HLA-G Le plasmide double nickase (h) se compose d'une paire de plasmides appariés, conçus pour une édition hautement spécifique du locus HLA-G dans les lignées cellulaires human. Chaque plasmide exprime une nickase Cas9 D10A et un sgRNA distinct ciblant des brins d'ADN opposés au sein de HLA-G. Lorsqu'elles sont dirigées vers des sites adjacents sur des brins d'ADN opposés, les deux nickases génèrent des cassures simple brin décalées qui, ensemble, produisent une cassure double brin décalée, nécessitant une activité coordonnée sur la cible de la part des deux guides. La cassure d'ADN qui en résulte est résolue par les voies de réparation cellulaires endogènes, le plus souvent par jonction non homologue (NHEJ), ce qui conduit à des insertions ou des délétions qui perturbent la fonction de HLA-G. En nécessitant l'engagement de deux ARNsg au locus cible, l'approche par double nick améliore la spécificité de l'édition et offre une stratégie CRISPR complémentaire pour les applications où un contrôle supplémentaire de la précision du ciblage est souhaité.

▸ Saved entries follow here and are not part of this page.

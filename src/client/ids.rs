//! Translation between REST slugs/UUIDs and GraphQL identifiers.

use base64::engine::general_purpose::STANDARD;
use base64::Engine;

/// GraphQL lookups by slug take `<org>/<slug>`.
pub fn org_scoped_slug(org: &str, slug: &str) -> String {
    format!("{org}/{slug}")
}

/// GraphQL global ID of a team, derived from its UUID.
///
/// Neither API looks teams up by UUID; Buildkite's global IDs are
/// `base64("Team---" + uuid)`, so the ID is built the same way here.
pub fn team_node_id(uuid: &str) -> String {
    STANDARD.encode(format!("Team---{uuid}"))
}

/// Splits a schedule key of the form `<pipeline slug>/<schedule uuid>`.
pub fn split_schedule_key(key: &str) -> Option<(&str, &str)> {
    let (pipeline, uuid) = key.split_once('/')?;
    if pipeline.is_empty() || uuid.is_empty() || uuid.contains('/') {
        return None;
    }
    Some((pipeline, uuid))
}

Afin de faciliter l'identification efficace des cellules éditées, un plasmide code pour la GFP permettant la visualisation par fluorescence des populations transfectées, tandis que le plasmide compagnon porte un gène de résistance à la puromycine pour la sélection antibiotique. Ensemble, ces caractéristiques favorisent l'enrichissement efficace des populations co-transfectées et simplifient la validation des clones présentant une perturbation de HLA-G.
Réservé à la recherche. N'est pas destiné à un usage diagnostique ou thérapeutique.